К вечеру тот же молоденький лейтенант вызвал его и сказал, что насчет денег они полностью разобрались, что поступило телефонное подтверждение из кассы, где ему выдали на руки пачки новых купюр. Но все равно ему полагается десять суток за хулиганские действия.
– За что?! – изумленно воскликнул промывальщик, не чувствуя за собой никакого преступления.
Лейтенант ему объяснил, что тот, хотя ничего и не разбил, в драке не участвовал, за все сполна рассчитался, но очень уж нецензурно выражался в адрес начальства Хабаровска и грозился динамитом взорвать все кафе-закусочные и заодно спиртные магазины города.
– Вот видишь сам, а еще спрашиваешь – за что, – сказал в заключение лейтенант и с грустью в голосе добавил: – Жаль, что твои дружки убежали…
Десять дней с раннего утра его выводили из камеры в компании таких же правонарушителей, и они наводили чистоту на улицах краевого центра. Со своей участью промывальщик смирился и даже в душе был доволен: как-никак, а бóльшая часть денег осталась целая, потому что все равно мог пропить или их запросто могли у него выкрасть… А тут жить можно, хотя и кормят плохо, одна овсянка…
А потом, на прощание, у него был разговор с тем молодым лейтенантом. Тот, оказывается, прибыл сюда на службу из Подмосковья. Он-то все и устроил ему. Пока промывальщик подметал улицы, он связался с его сестрой, переслал в ее адрес все тысячи, таежнику выдал на руки самую малость и билет на самолет. Прощаясь, он с улыбкой спросил:
– Ну как, больше не собираешься взрывать торговые точки?
– Не, – чистосердечно признался Филимон. – Пускай стоят.
– А я бы их все подорвал, – с грустной серьезностью сказал лейтенант и велел проводить к магазину, где можно приодеться.
Промывальщик купил себе пару костюмов, зимнее пальто, одним словом, приоделся с ног до головы. И если бы не стрижка «под нуль», обязательная для всех суточников, то выглядел бы вполне прилично. А так походил на освободившегося заключенного. Только размышлять у него времени особенного тогда не было, поскольку в тот же день крылатая железная птица понесла его через всю страну на запад и весь день в круглое самолетное окошко смотрело с высоты незаходящее солнце, и в столичном аэропорту он с удивлением обнаружил, что его ручные часы, поставленные по дальневосточному времени, показывали поздний вечер, а на циферблате больших казенных часов стрелки отмечали утренние часы и минуты, те самые, в какие он отправлялся в дальний перелет. Такое приятное удивление настроило его на хороший лад, и он с головой окунулся в незнакомую столичную жизнь.
О ней, о жизни в Подмосковье, он особенно не распространялся.
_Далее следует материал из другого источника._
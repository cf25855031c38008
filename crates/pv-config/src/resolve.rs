//! Parameter resolution and path discovery.
//!
//! Resolution order: CLI arguments → environment variables → XDG paths → defaults.
//! CLI overrides are applied last, on top of whichever file was found.

use std::path::{Path, PathBuf};

use crate::params::{ParamOverrides, SolverParams};
use crate::validate::{validate_params, ValidationResult};

/// Where the parameter file was found.
#[derive(Debug, Clone, Default, PartialEq, Eq)]
pub enum ConfigSource {
    /// Explicitly provided via CLI argument.
    CliArgument,

    /// Set via environment variable.
    Environment,

    /// Found in XDG config directory.
    XdgConfig,

    /// Found in /etc/pomdp-vi/.
    SystemConfig,

    /// Using built-in defaults.
    #[default]
    BuiltinDefault,
}

impl std::fmt::Display for ConfigSource {
    fn fmt(&self, f: &mut std::fmt::Formatter<'_>) -> std::fmt::Result {
        match self {
            ConfigSource::CliArgument => write!(f, "CLI argument"),
            ConfigSource::Environment => write!(f, "environment variable"),
            ConfigSource::XdgConfig => write!(f, "XDG config"),
            ConfigSource::SystemConfig => write!(f, "system config"),
            ConfigSource::BuiltinDefault => write!(f, "builtin default"),
        }
    }
}

/// Environment variable names.
const ENV_PARAMS_PATH: &str = "PV_PARAMS";
const ENV_CONFIG_DIR: &str = "PV_CONFIG_DIR";

/// Standard params file name.
const PARAMS_FILENAME: &str = "params.toml";

/// Application name for XDG directories.
const APP_NAME: &str = "pomdp-vi";

/// Parameters after resolution, with provenance for diagnostics and snapshots.
#[derive(Debug, Clone)]
pub struct ResolvedParams {
    pub params: SolverParams,
    pub source: ConfigSource,
    pub path: Option<PathBuf>,
    /// Raw file content, kept for hashing.
    pub raw: Option<String>,
}

/// Locate the params file.
///
/// 1. Explicit CLI path (must exist)
/// 2. PV_PARAMS
/// 3. PV_CONFIG_DIR + params.toml
/// 4. XDG config directory (~/.config/pomdp-vi/)
/// 5. System config (/etc/pomdp-vi/)
/// 6. Built-in defaults (None)
pub fn find_params_file(cli_path: Option<&Path>) -> (Option<PathBuf>, ConfigSource) {
    if let Some(path) = cli_path {
        return (Some(path.to_path_buf()), ConfigSource::CliArgument);
    }

    if let Ok(env_path) = std::env::var(ENV_PARAMS_PATH) {
        let path = PathBuf::from(env_path);
        if path.exists() {
            return (Some(path), ConfigSource::Environment);
        }
    }

    if let Ok(config_dir) = std::env::var(ENV_CONFIG_DIR) {
        let path = PathBuf::from(config_dir).join(PARAMS_FILENAME);
        if path.exists() {
            return (Some(path), ConfigSource::Environment);
        }
    }

    if let Some(dir) = xdg_config_dir() {
        let path = dir.join(PARAMS_FILENAME);
        if path.exists() {
            return (Some(path), ConfigSource::XdgConfig);
        }
    }

    let system_path = system_config_dir().join(PARAMS_FILENAME);
    if system_path.exists() {
        return (Some(system_path), ConfigSource::SystemConfig);
    }

    (None, ConfigSource::BuiltinDefault)
}

/// Resolve, override, and validate solver parameters.
pub fn resolve_params(
    cli_path: Option<&Path>,
    overrides: &ParamOverrides,
) -> ValidationResult<ResolvedParams> {
    let (path, source) = find_params_file(cli_path);

    let (mut params, raw) = match &path {
        Some(p) => {
            let raw = std::fs::read_to_string(p).map_err(|e| {
                crate::validate::ValidationError::IoError(format!(
                    "Failed to read {}: {}",
                    p.display(),
                    e
                ))
            })?;
            let params = match p.extension().and_then(|e| e.to_str()) {
                Some("json") => SolverParams::parse_json(&raw)?,
                _ => SolverParams::parse_toml(&raw)?,
            };
            (params, Some(raw))
        }
        None => (SolverParams::default(), None),
    };

    overrides.apply(&mut params);
    validate_params(&params)?;

    Ok(ResolvedParams {
        params,
        source,
        path,
        raw,
    })
}

/// Get the XDG config directory for the solver.
pub fn xdg_config_dir() -> Option<PathBuf> {
    dirs::config_dir().map(|d| d.join(APP_NAME))
}

/// Get the system config directory.
pub fn system_config_dir() -> PathBuf {
    PathBuf::from("/etc").join(APP_NAME)
}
Да и что о ней рассказывать, когда там все живут правильно и ровно, без взлетов и падений, считая дни от зарплаты до зарплаты. Устроили и его на одно предприятие разнорабочим с широким профилем, зиму он проканителился, – не все ли равно, где зимовать! – весной душа затосковала по тайге, по раздолью, и он, не стерпев размеренного однообразия, шумно прогулял остатки прошлогодних заработков, попросился телеграммой сюда, к геологам и экспедицию…
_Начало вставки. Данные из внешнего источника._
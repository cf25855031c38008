//! Shared fixtures for unit tests.

use pv_config::RegionLp;
use pv_math::{LpEngineKind, SimplexOptions};

use crate::alpha::AlphaList;
use crate::logging::LogContext;
use crate::model::{DenseModel, ModelSpec, ValueType};
use crate::prune::{PruneSettings, Pruner};
use crate::region::RegionOracle;

/// Assert that two floating point numbers are approximately equal.
#[macro_export]
macro_rules! assert_approx_eq {
    ($a:expr, $b:expr) => {
        $crate::assert_approx_eq!($a, $b, 1e-6_f64)
    };
    ($a:expr, $b:expr, $epsilon:expr) => {{
        let a: f64 = $a;
        let b: f64 = $b;
        let eps: f64 = $epsilon;
        let diff = (a - b).abs();
        assert!(
            diff <= eps,
            "values not approximately equal: {} vs {} (diff {} > {})",
            a,
            b,
            diff,
            eps
        );
    }};
}

pub fn test_context() -> LogContext {
    LogContext::new("run-test")
}

pub fn oracle(formulation: RegionLp) -> RegionOracle {
    RegionOracle::new(
        LpEngineKind::Dantzig.build(SimplexOptions::default()),
        formulation,
        1e-9,
        test_context(),
    )
}

/// Pruner with default settings and a fixed seed.
pub fn pruner() -> Pruner {
    Pruner::new(
        oracle(RegionLp::New),
        PruneSettings::default(),
        Some(11),
        test_context(),
    )
}

/// Build a list of action-0 vectors.
pub fn list(vectors: &[&[f64]]) -> AlphaList {
    vectors.iter().map(|v| (v.to_vec(), 0)).collect()
}

/// Two states, two actions. Action a pays 1 in state a, states never
/// change, and the observation reveals the state.
pub fn stay_spec() -> ModelSpec {
    ModelSpec {
        discount: 0.9,
        values: ValueType::Reward,
        states: 2,
        actions: 2,
        observations: 2,
        transitions: vec![
            vec![vec![1.0, 0.0], vec![0.0, 1.0]],
            vec![vec![1.0, 0.0], vec![0.0, 1.0]],
        ],
        observation_probs: vec![
            vec![vec![1.0, 0.0], vec![0.0, 1.0]],
            vec![vec![1.0, 0.0], vec![0.0, 1.0]],
        ],
        rewards: vec![vec![1.0, 0.0], vec![0.0, 1.0]],
        start: None,
    }
}

pub fn stay_model() -> DenseModel {
    DenseModel::from_spec(&stay_spec(), false).expect("fixture model is valid")
}

/// The classic tiger problem: listen (0), open left (1), open right (2).
pub fn tiger_spec() -> ModelSpec {
    let reset = vec![vec![0.5, 0.5], vec![0.5, 0.5]];
    let blind = vec![vec![0.5, 0.5], vec![0.5, 0.5]];
    ModelSpec {
        discount: 0.95,
        values: ValueType::Reward,
        states: 2,
        actions: 3,
        observations: 2,
        transitions: vec![
            vec![vec![1.0, 0.0], vec![0.0, 1.0]],
            reset.clone(),
            reset,
        ],
        observation_probs: vec![
            vec![vec![0.85, 0.15], vec![0.15, 0.85]],
            blind.clone(),
            blind,
        ],
        rewards: vec![
            vec![-1.0, -1.0],
            vec![-100.0, 10.0],
            vec![10.0, -100.0],
        ],
        start: Some(vec![0.5, 0.5]),
    }
}

pub fn tiger_model() -> DenseModel {
    DenseModel::from_spec(&tiger_spec(), false).expect("fixture model is valid")
}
Работал Филимон ни шатко ни валко, себя особенно не утруждал, правда, безотказно, без лени, но и без особой охотки. Все исполнял в меру, как говорится, укладывался в норму. Не придерешься! Одним словом, берег себя, не горел факелом. Вроде бы и не задиристый, но в ершистости ему не откажешь. Если сказал «баста», то хоть на голове у него кол теши, не сдвинется с места, не сделает лишней промывки. А промывал он умело, ловко и красиво. Ни одного лишнего движения, плавно и нежно водил своим лотком, сцеживая воду.
Легендарный инструмент – лоток, этакое немудреное деревянное корытце, не изменилось за последний век, а может быть, и за много веков, оставаясь и поныне самым необходимым инструментом для геологов и старателей.
Промывальщик в первый же день прибытия самолично обжег свой лоток. Иван с интересом наблюдал за действиями рабочего. Зажав свой деревянный инструмент между коленями, он священнодействовал: не спеша и аккуратно раскаленным железным прутом выжег на дне центральную бороздку. Вакулов сразу понял ее назначение. При промывке песков в ней скопится тяжелый шлих с ценными минералами.
Соорудив бороздку, Филимон шкуркой зачистил поверхность, делая ее гладкой, скользкой. Потом вынул из кармана женский капроновый чулок, скрутил из него жгутик, поджег его от пламени костра и проварил ту бороздку коричневой пузырящейся жижей, одновременно другой рукой приглаживал стынущий капрон гладкой деревянной палочкой.
Снова придирчиво осмотрел лоток, проверяя пальцами его рабочую поверхность. Улыбнулся, довольный своей работой. Инструмент готов! Легкий, прочный, без сучков-задоринок, без затесов, гладкий, как стекло. Из настоящего выдержанного ясеня. Это вам не казенный инструмент из тяжелой каменной березы или сочащейся смолой лиственницы. Славно будет на гладкой поверхности этого лотка выискивать дорогие крупицы минералов!
– Дело сделано! – сказал он, довольный, глядя с законной гордостью на свой инструмент. – Можно и в поход двигаться.
Промывальщик вынул полотенце и осторожно, бережно обернул им лоток, как дорогую вазу, и спрятал его в свой рюкзак.
3
Завтракал Иван Вакулов не спеша. Покончив со своей долей гречневой каши, смешанной с тушенкой, он налил в кружку чая, забелив его сухим молоком. Попивая чай, Иван сосредоточенно и вдумчиво рассматривал потертую рабочую карту, которую постелил поверх спального мешка, и обдумывал свой предстоящий маршрут. Деталей на карте, естественно, не было, но Вакулов в них и не нуждался. Свой участок, свой первый поисковый район он знал наизусть. Сейчас он всматривался в густое переплетение горизонталей горного хребта. В этих линиях, которые выделялись тугим коричневым клубком совсем близко, неподалеку от их лагеря, Вакулов видел сумасшедшую крутизну склона. Но именно он, тот горный хребет, и притягивал к себе его внимание. Думать о походе туда, к вершине, было страшновато-тревожно и в то же время захватывающе интересно.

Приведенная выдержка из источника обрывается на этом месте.